I posted a version of this on the forums for map feedback, but because the map (particularly when scanning) is so important to my gameplay I am going to post my feedback on the new map here as well, in a bit more detail.
1) The single largest issue with probe scanning on the new map is that the
celestial clusters (such as planets and moons) are too compact--much
more compact than they were on the old solar system map.
instance, say I want to probe down POSes (using combat probes and
setting the filter to "show all"). I frequently do this in order to find
a POS or find an inactive POS so I can potentially destroy the mods. Here is what it looks like on the old map:
As you can clearly see, all of those green clusters are
different POSes, each on a different moon, and I can warp to each
individually via the map. As you can ALSO see, even the old map does not
zoom in far enough, as some of them are overlapping (and some celestial
clusters are even worse). So even the old map needs to zoom in more.

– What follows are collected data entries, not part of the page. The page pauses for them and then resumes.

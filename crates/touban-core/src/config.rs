//! Scheduler and per-job configuration.
//!
//! Every recognized option is validated when the configuration is built;
//! invalid values surface as a [`ConfigError`] before the engine starts,
//! never at first use. Deserialization funnels through the builder, so a
//! config read from a file meets the same bar as one built in code.

use std::collections::BTreeSet;
use std::time::{Duration, SystemTime};

use serde::{Deserialize, Serialize};

/// Job-type id of the built-in completed-task cleanup job.
pub const TASK_CLEANUP: &str = "task-cleanup";
/// Job-type id of the built-in workbasket cleanup job.
pub const WORKBASKET_CLEANUP: &str = "workbasket-cleanup";
/// Job-type id of the built-in history-event cleanup job.
pub const HISTORY_CLEANUP: &str = "history-cleanup";
/// Job-type id of the built-in task-priority recompute job.
pub const TASK_PRIORITY_RECOMPUTE: &str = "task-priority-recompute";
/// Job-type id of the built-in user-info refresh job.
pub const USER_INFO_REFRESH: &str = "user-info-refresh";

const BUILT_IN_JOB_TYPES: [&str; 5] = [
    TASK_CLEANUP,
    WORKBASKET_CLEANUP,
    HISTORY_CLEANUP,
    TASK_PRIORITY_RECOMPUTE,
    USER_INFO_REFRESH,
];

/// Errors raised while building a [`SchedulerConfig`].
///
/// All of these are fatal: the engine refuses to start rather than carry a
/// definition it cannot honor.
#[derive(Debug, thiserror::Error)]
pub enum ConfigError {
    #[error("tick_period must be a positive duration")]
    PeriodNotPositive,
    #[error("max_job_retries must be greater than zero")]
    RetriesNotPositive,
    #[error("default_batch_size must be greater than zero")]
    DefaultBatchSizeNotPositive,
    #[error("default_lock_expiration must be a positive duration")]
    DefaultLockExpirationNotPositive,
    #[error("job `{job_type}`: run_every must be a positive duration")]
    RunEveryNotPositive { job_type: String },
    #[error("job `{job_type}`: batch_size must be greater than zero")]
    BatchSizeNotPositive { job_type: String },
    #[error("job `{job_type}`: lock_expiration must be a positive duration")]
    LockExpirationNotPositive { job_type: String },
    #[error("job `{job_type}` is registered more than once")]
    DuplicateJob { job_type: String },
    #[error("no implementation registered for job type `{job_type}`")]
    UnresolvedJob { job_type: String },
}

/// Configuration of a single recurring job type.
///
/// Definitions are created once at engine start and are immutable for the
/// process lifetime. The `minimum_age` and `all_in_group_terminal` fields
/// only matter to cleanup-style jobs; other jobs ignore them.
#[derive(Debug, Clone, Serialize, Deserialize)]
pub struct JobDefinition {
    pub job_type: String,
    pub enabled: bool,
    /// Rows processed per committed batch; `None` falls back to the
    /// scheduler-wide default.
    pub batch_size: Option<u32>,
    /// Anchor instant of the recurrence grid (`first_run + n * run_every`).
    pub first_run: SystemTime,
    pub run_every: Duration,
    /// Lease length; `None` falls back to the scheduler-wide default.
    pub lock_expiration: Option<Duration>,
    /// Eligibility cutoff for cleanup jobs.
    pub minimum_age: Duration,
    /// Restrict cleanup to tasks whose whole business-process group is
    /// terminal.
    pub all_in_group_terminal: bool,
}

impl JobDefinition {
    pub const DEFAULT_RUN_EVERY: Duration = Duration::from_secs(60 * 60 * 24);
    pub const DEFAULT_MINIMUM_AGE: Duration = Duration::from_secs(60 * 60 * 24 * 14);

    /// Create a definition with defaults: enabled, daily cadence anchored at
    /// `now`, scheduler-wide lease length, 14-day minimum age.
    pub fn new(job_type: impl Into<String>) -> Self {
        Self {
            job_type: job_type.into(),
            enabled: true,
            batch_size: None,
            first_run: SystemTime::now(),
            run_every: Self::DEFAULT_RUN_EVERY,
            lock_expiration: None,
            minimum_age: Self::DEFAULT_MINIMUM_AGE,
            all_in_group_terminal: false,
        }
    }

    pub fn enabled(self, enabled: bool) -> Self {
        Self { enabled, ..self }
    }

    pub fn batch_size(self, batch_size: u32) -> Self {
        Self {
            batch_size: Some(batch_size),
            ..self
        }
    }

    pub fn first_run(self, first_run: SystemTime) -> Self {
        Self { first_run, ..self }
    }

    pub fn run_every(self, run_every: Duration) -> Self {
        Self { run_every, ..self }
    }

    pub fn lock_expiration(self, lock_expiration: Duration) -> Self {
        Self {
            lock_expiration: Some(lock_expiration),
            ..self
        }
    }

    pub fn minimum_age(self, minimum_age: Duration) -> Self {
        Self {
            minimum_age,
            ..self
        }
    }

    pub fn all_in_group_terminal(self, all_in_group_terminal: bool) -> Self {
        Self {
            all_in_group_terminal,
            ..self
        }
    }

    fn validate(&self) -> Result<(), ConfigError> {
        if self.run_every.is_zero() {
            return Err(ConfigError::RunEveryNotPositive {
                job_type: self.job_type.clone(),
            });
        }
        if self.lock_expiration == Some(Duration::ZERO) {
            return Err(ConfigError::LockExpirationNotPositive {
                job_type: self.job_type.clone(),
            });
        }
        if self.batch_size == Some(0) {
            return Err(ConfigError::BatchSizeNotPositive {
                job_type: self.job_type.clone(),
            });
        }
        Ok(())
    }
}

/// Validated engine configuration. Construct via [`SchedulerConfigBuilder`];
/// deserialization routes through the builder as well, so every instance of
/// this type has passed validation. Fields are read-only for the same
/// reason.
#[derive(Debug, Clone, Serialize, Deserialize)]
#[serde(try_from = "SchedulerConfigBuilder")]
pub struct SchedulerConfig {
    enabled: bool,
    initial_start_delay: Duration,
    tick_period: Duration,
    max_job_retries: u32,
    default_batch_size: u32,
    default_lock_expiration: Duration,
    jobs: Vec<JobDefinition>,
    custom_jobs: BTreeSet<String>,
}

impl SchedulerConfig {
    pub fn builder() -> SchedulerConfigBuilder {
        SchedulerConfigBuilder::new()
    }

    /// Master on/off switch.
    pub fn enabled(&self) -> bool {
        self.enabled
    }

    pub fn initial_start_delay(&self) -> Duration {
        self.initial_start_delay
    }

    pub fn tick_period(&self) -> Duration {
        self.tick_period
    }

    pub fn max_job_retries(&self) -> u32 {
        self.max_job_retries
    }

    pub fn default_batch_size(&self) -> u32 {
        self.default_batch_size
    }

    pub fn default_lock_expiration(&self) -> Duration {
        self.default_lock_expiration
    }

    /// All job definitions, built-in and custom, in registration order.
    pub fn jobs(&self) -> &[JobDefinition] {
        &self.jobs
    }

    /// Identifiers of operator-declared custom jobs.
    pub fn custom_jobs(&self) -> &BTreeSet<String> {
        &self.custom_jobs
    }

    pub fn definition(&self, job_type: &str) -> Option<&JobDefinition> {
        self.jobs.iter().find(|def| def.job_type == job_type)
    }

    /// Effective batch size for a definition.
    pub fn batch_size_for(&self, def: &JobDefinition) -> u32 {
        def.batch_size.unwrap_or(self.default_batch_size)
    }

    /// Effective lease length for a definition.
    pub fn lock_expiration_for(&self, def: &JobDefinition) -> Duration {
        def.lock_expiration.unwrap_or(self.default_lock_expiration)
    }
}

impl TryFrom<SchedulerConfigBuilder> for SchedulerConfig {
    type Error = ConfigError;

    fn try_from(builder: SchedulerConfigBuilder) -> Result<Self, Self::Error> {
        builder.build()
    }
}

/// Builder for [`SchedulerConfig`]; `build` performs all validation.
///
/// The five built-in job types are pre-registered with default definitions
/// so each can be toggled or tuned independently.
#[derive(Debug, Clone, Deserialize)]
#[serde(default)]
pub struct SchedulerConfigBuilder {
    enabled: bool,
    initial_start_delay: Duration,
    tick_period: Duration,
    max_job_retries: u32,
    default_batch_size: u32,
    default_lock_expiration: Duration,
    jobs: Vec<JobDefinition>,
    custom_jobs: BTreeSet<String>,
}

impl Default for SchedulerConfigBuilder {
    fn default() -> Self {
        Self::new()
    }
}

impl SchedulerConfigBuilder {
    pub fn new() -> Self {
        Self {
            enabled: true,
            initial_start_delay: Duration::from_millis(100),
            tick_period: Duration::from_secs(5 * 60),
            max_job_retries: 3,
            default_batch_size: 100,
            default_lock_expiration: Duration::from_secs(60),
            jobs: BUILT_IN_JOB_TYPES.map(JobDefinition::new).to_vec(),
            custom_jobs: BTreeSet::new(),
        }
    }

    /// Master on/off switch; a disabled scheduler never starts its loop.
    pub fn enabled(self, enabled: bool) -> Self {
        Self { enabled, ..self }
    }

    pub fn initial_start_delay(self, initial_start_delay: Duration) -> Self {
        Self {
            initial_start_delay,
            ..self
        }
    }

    pub fn tick_period(self, tick_period: Duration) -> Self {
        Self {
            tick_period,
            ..self
        }
    }

    pub fn max_job_retries(self, max_job_retries: u32) -> Self {
        Self {
            max_job_retries,
            ..self
        }
    }

    pub fn default_batch_size(self, default_batch_size: u32) -> Self {
        Self {
            default_batch_size,
            ..self
        }
    }

    /// Scheduler-wide lease length; per-job `lock_expiration` overrides it.
    pub fn default_lock_expiration(self, default_lock_expiration: Duration) -> Self {
        Self {
            default_lock_expiration,
            ..self
        }
    }

    /// Add or replace a job definition. Replacement keyed by `job_type`, so
    /// tuning a built-in is the same call as declaring a new type.
    pub fn job(mut self, def: JobDefinition) -> Self {
        match self.jobs.iter_mut().find(|d| d.job_type == def.job_type) {
            Some(existing) => *existing = def,
            None => self.jobs.push(def),
        }
        self
    }

    /// Declare an operator-supplied custom job type. A default definition is
    /// created unless one was already provided via [`Self::job`].
    pub fn custom_job(mut self, job_type: impl Into<String>) -> Self {
        let job_type = job_type.into();
        if !self.jobs.iter().any(|d| d.job_type == job_type) {
            self.jobs.push(JobDefinition::new(job_type.clone()));
        }
        self.custom_jobs.insert(job_type);
        self
    }

    pub fn build(self) -> Result<SchedulerConfig, ConfigError> {
        if self.tick_period.is_zero() {
            return Err(ConfigError::PeriodNotPositive);
        }
        if self.max_job_retries == 0 {
            return Err(ConfigError::RetriesNotPositive);
        }
        if self.default_batch_size == 0 {
            return Err(ConfigError::DefaultBatchSizeNotPositive);
        }
        if self.default_lock_expiration.is_zero() {
            return Err(ConfigError::DefaultLockExpirationNotPositive);
        }
        let mut seen = BTreeSet::new();
        for def in &self.jobs {
            def.validate()?;
            if !seen.insert(def.job_type.as_str()) {
                return Err(ConfigError::DuplicateJob {
                    job_type: def.job_type.clone(),
                });
            }
        }

        Ok(SchedulerConfig {
            enabled: self.enabled,
            initial_start_delay: self.initial_start_delay,
            tick_period: self.tick_period,
            max_job_retries: self.max_job_retries,
            default_batch_size: self.default_batch_size,
            default_lock_expiration: self.default_lock_expiration,
            jobs: self.jobs,
            custom_jobs: self.custom_jobs,
        })
    }
}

But here is what it looks like on the new map:
This is as far zoomed as the new map will go, on the same celestial cluster. Needless to say, this is almost completely useless for purposes of scanning down POSes, mobile structures, drones, or players.
For one, the probe icons themselves block out a bunch of celestial
objects (more occlusion problems below). Second, again, I cannot zoom in
far enough to interact with anything, such as warping to distinct POSes or even just telling how many POSes there are and what modules they contain.This problem exists regardless of whether the map is in abstract mode or not.
2) As other posters have
noted in their feedback on the new map, there are big problems with how information is displayed. For
instance, showing jumps per hour, kills in the last 24 hours, players
currently docked, and so on, are all very poorly communicated and very
much a step back from the old map design.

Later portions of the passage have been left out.